His involvement varies according to his racing schedule. During the Classics, the most important part of his season, he takes a big step back, and his uncle will simply email him once a week to keep him in the loop. The off-season, however, is when they get together face-to-face on a much more frequent basis. At the moment, during the COVID-19 lockdown, they're on the phone to each other two or three times a week.
"I don't see myself being stuck in cycling, and I don't want to only be in that bubble. The shop is one of the things that allows me to go out of that bubble. I'm not going to say it's important but, personally, I like that I have something else to talk about than only cycling – that I know more about the world," Stuyven says.
"I'm not sure if this is the right way to say it, but there are some riders who have cycling, and it's all they have in their life. I don't want to say they're unhappy, but I would be. I'd be unhappy if if I couldn't disconnect from cycling once in a while."
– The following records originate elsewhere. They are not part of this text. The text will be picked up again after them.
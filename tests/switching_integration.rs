//! Switching integration tests: full schedule, scripted input.

use std::sync::{Arc, Mutex};

use glam::DVec2;

use shadowswap::components::character::{CharacterId, MovementState};
use shadowswap::game::Simulation;
use shadowswap::resources::gameconfig::GameConfig;
use shadowswap::resources::input::{Action, HeldActions};
use shadowswap::resources::level::LevelLayout;

fn make_sim() -> Simulation {
    Simulation::new(GameConfig::new(), LevelLayout::reference(), HeldActions::new())
}

fn record_switches(sim: &mut Simulation) -> Arc<Mutex<Vec<CharacterId>>> {
    let seen = Arc::new(Mutex::new(Vec::new()));
    let sink = Arc::clone(&seen);
    sim.subscribe(move |snapshot| sink.lock().unwrap().push(snapshot.active_character));
    seen
}

fn tick_with(sim: &mut Simulation, held: HeldActions) {
    sim.set_input(held);
    sim.tick();
}

fn press_switch(sim: &mut Simulation) {
    tick_with(sim, HeldActions::new().with(Action::Switch));
    tick_with(sim, HeldActions::new());
}

fn assert_single_active(sim: &Simulation) {
    let main = sim.character(CharacterId::Main).unwrap().is_active();
    let shadow = sim.character(CharacterId::Shadow).unwrap().is_active();
    assert!(main ^ shadow, "exactly one character must be active");
    let expected = if main {
        CharacterId::Main
    } else {
        CharacterId::Shadow
    };
    assert_eq!(sim.coordinator().active(), expected);
    assert_eq!(sim.snapshot().active_character, expected);
    // Shadow follows exactly when it is not in control.
    assert_eq!(sim.follow(CharacterId::Shadow).unwrap().is_following(), main);
}

#[test]
fn test_switch_to_shadow_notifies_once() {
    let mut sim = make_sim();
    let seen = record_switches(&mut sim);

    tick_with(&mut sim, HeldActions::new().with(Action::Switch));

    assert_eq!(sim.coordinator().active(), CharacterId::Shadow);
    assert!(!sim.character(CharacterId::Main).unwrap().is_active());
    assert!(sim.character(CharacterId::Shadow).unwrap().is_active());
    assert!(!sim.follow(CharacterId::Shadow).unwrap().is_following());
    assert!(sim.body(CharacterId::Shadow).unwrap().enabled);
    assert_eq!(sim.snapshot().active_character, CharacterId::Shadow);
    assert_eq!(*seen.lock().unwrap(), vec![CharacterId::Shadow]);
}

#[test]
fn test_second_press_inside_cooldown_is_dropped() {
    let mut sim = make_sim();
    let seen = record_switches(&mut sim);

    press_switch(&mut sim);
    press_switch(&mut sim);
    assert_eq!(sim.coordinator().switch_count(), 1);
    assert_eq!(sim.coordinator().active(), CharacterId::Shadow);

    // Well past 200ms.
    sim.run(15);
    press_switch(&mut sim);
    assert_eq!(sim.coordinator().switch_count(), 2);
    assert_eq!(sim.coordinator().active(), CharacterId::Main);
    assert_eq!(
        *seen.lock().unwrap(),
        vec![CharacterId::Shadow, CharacterId::Main]
    );
}

#[test]
fn test_switch_accepted_when_cooldown_just_expired() {
    let mut sim = make_sim();
    tick_with(&mut sim, HeldActions::new().with(Action::Switch));
    // 200ms at 60 ticks per second: the 12th tick after the switch is free.
    for _ in 0..11 {
        tick_with(&mut sim, HeldActions::new());
    }
    assert!(sim.coordinator().cooldown().is_active());
    tick_with(&mut sim, HeldActions::new().with(Action::Switch));
    assert_eq!(sim.coordinator().switch_count(), 2);
    assert_eq!(sim.coordinator().active(), CharacterId::Main);
}

#[test]
fn test_held_switch_does_not_retrigger_after_cooldown() {
    let mut sim = make_sim();
    for _ in 0..30 {
        tick_with(&mut sim, HeldActions::new().with(Action::Switch));
    }
    assert_eq!(sim.coordinator().switch_count(), 1);
}

#[test]
fn test_switching_back_reengages_follow_immediately() {
    let mut sim = make_sim();
    press_switch(&mut sim);
    sim.run(15);
    tick_with(&mut sim, HeldActions::new().with(Action::Switch));

    let follow = sim.follow(CharacterId::Shadow).unwrap();
    assert!(follow.is_following());
    assert_eq!(follow.target(), sim.entity(CharacterId::Main));
    assert!(!sim.body(CharacterId::Shadow).unwrap().enabled);
}

#[test]
fn test_exactly_one_active_through_mashing() {
    let mut sim = make_sim();
    assert_single_active(&sim);
    for i in 0..240 {
        let mut held = HeldActions::new();
        if i % 3 == 0 {
            held.set(Action::Switch, true);
        }
        if i % 7 < 4 {
            held.set(Action::Right, true);
        }
        tick_with(&mut sim, held);
        assert_single_active(&sim);
    }
    assert!(sim.coordinator().switch_count() > 1);
}

#[test]
fn test_far_shadow_snaps_next_to_main() {
    let mut sim = make_sim();
    sim.set_position(CharacterId::Main, DVec2::new(500.0, 500.0));
    sim.set_position(CharacterId::Shadow, DVec2::new(720.0, 495.0));
    sim.tick();
    assert_eq!(
        sim.position(CharacterId::Shadow).unwrap(),
        DVec2::new(520.0, 495.0)
    );
}

#[test]
fn test_inactive_main_keeps_its_place_while_shadow_runs() {
    let mut sim = make_sim();
    sim.run(120);
    press_switch(&mut sim);
    let main_before = sim.position(CharacterId::Main).unwrap();
    let shadow_before = sim.position(CharacterId::Shadow).unwrap();

    for _ in 0..60 {
        tick_with(&mut sim, HeldActions::new().with(Action::Right));
    }

    let main_after = sim.position(CharacterId::Main).unwrap();
    let shadow_after = sim.position(CharacterId::Shadow).unwrap();
    assert!((main_after.x - main_before.x).abs() < 1e-9);
    assert!(shadow_after.x > shadow_before.x + 50.0);
    assert!(sim.body(CharacterId::Shadow).unwrap().velocity.x <= 180.0);
}

#[test]
fn test_shadow_cannot_jump_in_air_on_reactivation() {
    let mut sim = make_sim();
    press_switch(&mut sim);
    sim.run(120);
    assert!(sim.character(CharacterId::Shadow).unwrap().is_grounded());

    press_switch(&mut sim);
    assert_eq!(sim.coordinator().active(), CharacterId::Main);
    assert!(!sim.character(CharacterId::Shadow).unwrap().is_grounded());

    // Main jumps and drags the follower up with it.
    tick_with(&mut sim, HeldActions::new().with(Action::Jump));
    for _ in 0..15 {
        tick_with(&mut sim, HeldActions::new());
    }
    tick_with(
        &mut sim,
        HeldActions::new().with(Action::Switch).with(Action::Jump),
    );

    assert_eq!(sim.coordinator().active(), CharacterId::Shadow);
    let shadow = sim.character(CharacterId::Shadow).unwrap();
    assert_ne!(shadow.movement_state(), MovementState::Jumping);
    assert!(sim.body(CharacterId::Shadow).unwrap().velocity.y > -100.0);
}

#[test]
fn test_pause_freezes_switching() {
    let mut sim = make_sim();
    sim.toggle_pause();
    press_switch(&mut sim);
    assert_eq!(sim.coordinator().active(), CharacterId::Main);

    sim.toggle_pause();
    press_switch(&mut sim);
    assert_eq!(sim.coordinator().active(), CharacterId::Shadow);
}
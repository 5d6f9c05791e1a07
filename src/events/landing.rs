//! Landing notifications.
//!
//! [`grounded_system`](crate::systems::character::grounded_system) triggers a
//! [`LandingEvent`] whenever a character's ground contact goes from absent to
//! present. Effects (dust, camera shake, sound) hang off this event; with no
//! observer registered the trigger does nothing.
use bevy_ecs::observer::On;
use bevy_ecs::prelude::*;
use glam::DVec2;
use log::debug;

use crate::components::character::CharacterId;

#[derive(Event, Debug, Clone, Copy)]
pub struct LandingEvent {
    pub entity: Entity,
    pub character: CharacterId,
    /// Where the character touched down.
    pub position: DVec2,
}

/// Observer that logs every landing.
pub fn log_landing_observer(trigger: On<LandingEvent>) {
    let event = trigger.event();
    debug!(
        "{} landed at ({:.1}, {:.1})",
        event.character, event.position.x, event.position.y
    );
}
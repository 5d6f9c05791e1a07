use bevy_ecs::prelude::Resource;

/// Reference simulation rate. Movement constants are tuned per tick at this rate.
pub const DEFAULT_TICK_RATE: f64 = 60.0;

#[derive(Resource, Clone, Copy, Debug)]
pub struct WorldTime {
    pub elapsed: f64,
    pub delta: f64,
    pub time_scale: f64,
    pub frame_count: u64,
}

impl Default for WorldTime {
    fn default() -> Self {
        WorldTime {
            elapsed: 0.0,
            delta: 1.0 / DEFAULT_TICK_RATE,
            time_scale: 1.0,
            frame_count: 0,
        }
    }
}

impl WorldTime {
    pub fn with_time_scale(mut self, time_scale: f64) -> Self {
        self.time_scale = time_scale;
        self
    }
}
use owo_colors::{OwoColorize, Style as OwoStyle};

use crate::health::HealthStatus;
use crate::link::{BtState, Event};

/// Applies colour and style to terminal text.
#[derive(Debug)]
pub(crate) struct Painter {
    use_colour: bool,
}

impl Painter {
    /// Creates a painter with explicit colour control.
    pub(crate) fn new(use_colour: bool) -> Self {
        Self { use_colour }
    }

    pub(crate) fn heading<T: AsRef<str>>(&self, text: T) -> String {
        self.paint(text.as_ref(), OwoStyle::new().bold().cyan())
    }

    pub(crate) fn success<T: AsRef<str>>(&self, text: T) -> String {
        self.paint(text.as_ref(), OwoStyle::new().bold().green())
    }

    pub(crate) fn warning<T: AsRef<str>>(&self, text: T) -> String {
        self.paint(text.as_ref(), OwoStyle::new().bold().yellow())
    }

    pub(crate) fn failure<T: AsRef<str>>(&self, text: T) -> String {
        self.paint(text.as_ref(), OwoStyle::new().bold().red())
    }

    pub(crate) fn muted<T: AsRef<str>>(&self, text: T) -> String {
        self.paint(text.as_ref(), OwoStyle::new().dimmed())
    }

    pub(crate) fn value<T: AsRef<str>>(&self, text: T) -> String {
        self.paint(text.as_ref(), OwoStyle::new().bold())
    }

    /// Colours an event name by how it reads to an operator.
    pub(crate) fn event_name(&self, event: &Event) -> String {
        let name = event.event_type().to_string();
        match event {
            Event::Error { .. } => self.failure(name),
            Event::Ack(_) | Event::Pong => self.muted(name),
            Event::BtState(BtState::Connected) => self.success(name),
            _ => self.heading(name),
        }
    }

    pub(crate) fn health(&self, status: HealthStatus) -> String {
        let text = status.to_string();
        match status {
            HealthStatus::Healthy => self.success(text),
            HealthStatus::Unresponsive => self.failure(text),
            HealthStatus::Unknown => self.warning(text),
        }
    }

    fn paint(&self, text: &str, style: OwoStyle) -> String {
        if self.use_colour {
            format!("{}", text.style(style))
        } else {
            text.to_string()
        }
    }
}
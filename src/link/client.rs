//! Display-controller side of the link.
//!
//! [`LinkClient`] sends commands, decodes the radio controller's events and
//! runs the heartbeat that feeds a [`HealthMonitor`].

use std::time::Duration;

use bon::Builder;
use tokio::io::{AsyncRead, AsyncReadExt, AsyncWrite, AsyncWriteExt};
use tokio::sync::mpsc::error::TrySendError;
use tokio::sync::{mpsc, oneshot, watch};
use tokio::task::JoinHandle;
use tokio::time::{Instant, MissedTickBehavior, interval_at, sleep_until};
use tokio_util::sync::CancellationToken;
use tracing::{debug, info, instrument, trace, warn};

use super::frame_codec::FrameDecoder;
use super::message::{Command, Event};
use crate::error::LinkError;
use crate::health::{DEFAULT_MISSED_PONG_THRESHOLD, HealthMonitor, HealthStatus};
use crate::utils::format_hex;

pub const DEFAULT_HEARTBEAT_INTERVAL: Duration = Duration::from_secs(3);
pub const DEFAULT_HANDSHAKE_ATTEMPTS: u32 = 10;
pub const DEFAULT_HANDSHAKE_INTERVAL: Duration = Duration::from_millis(50);
const DEFAULT_QUEUE_CAPACITY: usize = 64;
const READ_CHUNK_LEN: usize = 128;

/// Link client settings.
#[derive(Debug, Clone, Builder)]
pub struct ClientConfig {
    #[builder(default = DEFAULT_HEARTBEAT_INTERVAL)]
    heartbeat_interval: Duration,
    #[builder(default = DEFAULT_MISSED_PONG_THRESHOLD)]
    missed_pong_threshold: u32,
    #[builder(default = DEFAULT_HANDSHAKE_ATTEMPTS)]
    handshake_attempts: u32,
    #[builder(default = DEFAULT_HANDSHAKE_INTERVAL)]
    handshake_interval: Duration,
    /// Capacity of the decoded event queue.
    #[builder(default = DEFAULT_QUEUE_CAPACITY)]
    queue_capacity: usize,
}

impl Default for ClientConfig {
    fn default() -> Self {
        Self::builder().build()
    }
}

type Reply = oneshot::Sender<Result<(), LinkError>>;

#[derive(Debug)]
enum ClientRequest {
    Send { command: Command, reply: Reply },
    Handshake(Reply),
}

/// Ping retries until the first pong.
#[derive(Debug)]
struct Handshake {
    sent: u32,
    next_probe: Instant,
    waiters: Vec<Reply>,
}

impl Handshake {
    fn start() -> Self {
        Self {
            sent: 0,
            next_probe: Instant::now(),
            waiters: Vec::new(),
        }
    }

    fn finish(self, result: impl Fn() -> Result<(), LinkError>) {
        for waiter in self.waiters {
            let _ = waiter.send(result());
        }
    }
}

/// Running link client.
#[derive(Debug)]
pub struct LinkClient {
    requests: mpsc::Sender<ClientRequest>,
    events: mpsc::Receiver<Event>,
    health: watch::Receiver<HealthStatus>,
    cancel: CancellationToken,
    task: JoinHandle<Result<(), LinkError>>,
}

impl LinkClient {
    /// Starts the client task. A handshake begins immediately.
    ///
    /// Must be called from within a tokio runtime.
    pub fn spawn<R, W>(reader: R, writer: W, config: ClientConfig) -> Self
    where
        R: AsyncRead + Send + Unpin + 'static,
        W: AsyncWrite + Send + Unpin + 'static,
    {
        let (requests, request_receiver) = mpsc::channel(config.queue_capacity.max(1));
        let (event_sender, events) = mpsc::channel(config.queue_capacity.max(1));
        let (monitor, health) = HealthMonitor::new(config.missed_pong_threshold);
        let cancel = CancellationToken::new();
        let worker = ClientWorker {
            config,
            reader,
            writer,
            monitor,
            requests: request_receiver,
            events: event_sender,
            handshake: Some(Handshake::start()),
        };
        let task = tokio::spawn(worker.run(cancel.clone()));
        Self {
            requests,
            events,
            health,
            cancel,
            task,
        }
    }

    /// Writes a command frame.
    ///
    /// # Errors
    ///
    /// Returns an error if the client has stopped.
    pub async fn send(&self, command: Command) -> Result<(), LinkError> {
        let (reply, written) = oneshot::channel();
        self.request(ClientRequest::Send { command, reply }, written)
            .await
    }

    /// Pings until the radio controller answers.
    ///
    /// # Errors
    ///
    /// Returns an error if no pong arrives within the configured attempts.
    pub async fn handshake(&self) -> Result<(), LinkError> {
        let (reply, answered) = oneshot::channel();
        self.request(ClientRequest::Handshake(reply), answered)
            .await
    }

    /// Waits for the next decoded event. Pongs are consumed by the heartbeat.
    pub async fn next_event(&mut self) -> Option<Event> {
        self.events.recv().await
    }

    /// Returns a receiver for health transitions.
    #[must_use]
    pub fn health(&self) -> watch::Receiver<HealthStatus> {
        self.health.clone()
    }

    /// Stops the client.
    ///
    /// # Errors
    ///
    /// Returns the error that stopped the client task, if any.
    pub async fn close(self) -> Result<(), LinkError> {
        self.cancel.cancel();
        self.task
            .await
            .map_err(|_join_error| LinkError::ClientClosed)?
    }

    async fn request(
        &self,
        request: ClientRequest,
        reply: oneshot::Receiver<Result<(), LinkError>>,
    ) -> Result<(), LinkError> {
        self.requests
            .send(request)
            .await
            .map_err(|_closed| LinkError::ClientClosed)?;
        reply.await.map_err(|_closed| LinkError::ClientClosed)?
    }
}

struct ClientWorker<R, W> {
    config: ClientConfig,
    reader: R,
    writer: W,
    monitor: HealthMonitor,
    requests: mpsc::Receiver<ClientRequest>,
    events: mpsc::Sender<Event>,
    handshake: Option<Handshake>,
}

impl<R, W> ClientWorker<R, W>
where
    R: AsyncRead + Unpin,
    W: AsyncWrite + Unpin,
{
    #[instrument(skip_all, level = "debug", name = "link_client")]
    async fn run(mut self, cancel: CancellationToken) -> Result<(), LinkError> {
        let period = self.config.heartbeat_interval;
        let mut heartbeat = interval_at(Instant::now() + period, period);
        heartbeat.set_missed_tick_behavior(MissedTickBehavior::Delay);
        let mut decoder = FrameDecoder::new();
        let mut buffer = [0u8; READ_CHUNK_LEN];

        loop {
            let next_probe = self
                .handshake
                .as_ref()
                .map_or_else(Instant::now, |handshake| handshake.next_probe);
            tokio::select! {
                () = cancel.cancelled() => break,
                request = self.requests.recv() => {
                    let Some(request) = request else {
                        break;
                    };
                    self.handle_request(request).await?;
                }
                _ = heartbeat.tick() => {
                    self.write(Command::Ping).await?;
                    if self.monitor.record_ping() == Some(HealthStatus::Unresponsive) {
                        warn!("radio controller unresponsive, starting handshake");
                        self.handshake.get_or_insert_with(Handshake::start);
                    }
                }
                () = sleep_until(next_probe), if self.handshake.is_some() => {
                    self.probe().await?;
                }
                read = self.reader.read(&mut buffer) => {
                    let count = read.map_err(|source| LinkError::Read { source })?;
                    if count == 0 {
                        debug!(stats = ?decoder.stats(), "link closed by peer");
                        break;
                    }
                    for frame in decoder.feed_slice(&buffer[..count]) {
                        match Event::decode(frame.frame_type(), frame.payload()) {
                            Ok(event) => self.handle_event(event),
                            Err(error) => warn!(%error, "dropping undecodable event"),
                        }
                    }
                }
            }
        }

        if let Some(handshake) = self.handshake.take() {
            handshake.finish(|| Err(LinkError::ClientClosed));
        }
        Ok(())
    }

    async fn handle_request(&mut self, request: ClientRequest) -> Result<(), LinkError> {
        match request {
            ClientRequest::Send { command, reply } => {
                self.write(command).await?;
                let _ = reply.send(Ok(()));
            }
            ClientRequest::Handshake(reply) => {
                if self.handshake.is_none() && self.monitor.status() == HealthStatus::Healthy {
                    let _ = reply.send(Ok(()));
                    return Ok(());
                }
                self.handshake
                    .get_or_insert_with(Handshake::start)
                    .waiters
                    .push(reply);
            }
        }
        Ok(())
    }

    /// Sends the next handshake ping, or fails the handshake once attempts run out.
    async fn probe(&mut self) -> Result<(), LinkError> {
        let attempts = self.config.handshake_attempts;
        let Some(handshake) = self.handshake.as_mut() else {
            return Ok(());
        };
        if handshake.sent >= attempts {
            warn!(attempts, "handshake failed");
            if let Some(handshake) = self.handshake.take() {
                handshake.finish(|| Err(LinkError::HandshakeFailed { attempts }));
            }
            return Ok(());
        }
        handshake.sent += 1;
        handshake.next_probe = Instant::now() + self.config.handshake_interval;
        trace!(attempt = handshake.sent, "handshake ping");
        self.write(Command::Ping).await
    }

    fn handle_event(&mut self, event: Event) {
        if event == Event::Pong {
            self.monitor.record_pong();
            if let Some(handshake) = self.handshake.take() {
                info!(attempts = handshake.sent, "handshake complete");
                handshake.finish(|| Ok(()));
            }
            return;
        }
        match self.events.try_send(event) {
            Ok(()) => {}
            Err(TrySendError::Full(event)) => warn!(?event, "event queue full, dropping event"),
            Err(TrySendError::Closed(_)) => trace!("event receiver dropped"),
        }
    }

    async fn write(&mut self, command: Command) -> Result<(), LinkError> {
        let wire = command.encode()?;
        trace!(command = %command.command_type(), wire = %format_hex(&wire), "sending command");
        self.writer
            .write_all(&wire)
            .await
            .map_err(|source| LinkError::Write { source })?;
        self.writer
            .flush()
            .await
            .map_err(|source| LinkError::Write { source })
    }
}

#[cfg(test)]
mod tests {
    use assert_matches::assert_matches;
    use pretty_assertions::assert_eq;
    use tokio::io::{duplex, split};

    use super::*;
    use crate::link::BtState;
    use crate::link::frame_codec::FrameCodec;

    #[tokio::test(start_paused = true)]
    async fn handshake_gives_up_after_configured_attempts() {
        let (local, remote) = duplex(4096);
        let (reader, writer) = split(local);
        let config = ClientConfig::builder().handshake_attempts(2).build();
        let client = LinkClient::spawn(reader, writer, config);

        assert_matches!(
            client.handshake().await,
            Err(LinkError::HandshakeFailed { attempts: 2 })
        );
        drop(remote);
    }

    #[tokio::test(start_paused = true)]
    async fn forwards_events_and_answers_handshake_on_pong() {
        let (local, remote) = duplex(4096);
        let (reader, writer) = split(local);
        let (_remote_reader, mut remote_writer) = split(remote);
        let mut client = LinkClient::spawn(reader, writer, ClientConfig::default());

        let mut wire = FrameCodec::encode(0xF1, &[]).expect("pong should encode");
        wire.extend(FrameCodec::encode(0x20, &[0x01]).expect("state should encode"));
        remote_writer
            .write_all(&wire)
            .await
            .expect("peer write should succeed");

        client.handshake().await.expect("handshake should succeed");
        assert_eq!(
            Some(Event::BtState(BtState::Discoverable)),
            client.next_event().await
        );
        assert_eq!(HealthStatus::Healthy, *client.health().borrow());
        client.close().await.expect("client should close cleanly");
    }
}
Away from racing and the shop, time off for Stuyven is pretty straight forward: "Good food, good laughs, good wine – that's what I enjoy most."
As for enjoying good chocolate, it goes without saying that the products in his shop are hardly high up on nutrition guides for professional cyclists.
"Living in Monaco makes it easier," he says, "and, to be honest, when I do go to the shop, my uncle is pretty strict.
"For me, it's actually easier not to eat them, because if I have one, I'm lost."
The time when Stuyven can really let loose – besides the off-season – is the month-long break that follows the last of the cobbled Classics.
"My uncle is always there after Paris-Roubaix with some fresh Easter eggs for me," he says.
Given the way Stuyven started the 2020 Classics campaign, the coronavirus lockdown must have come with added frustration for him and his uncle. The Omloop was his first major one-day victory since the shop first opened, and he followed it up with fifth at Kuurne-Brussel-Kuurne the following day, raising hopes for the likes of the Tour of Flanders and Paris-Roubaix.
We'll never know, but he and Ivan might have been selling chocolate faster than they could make it.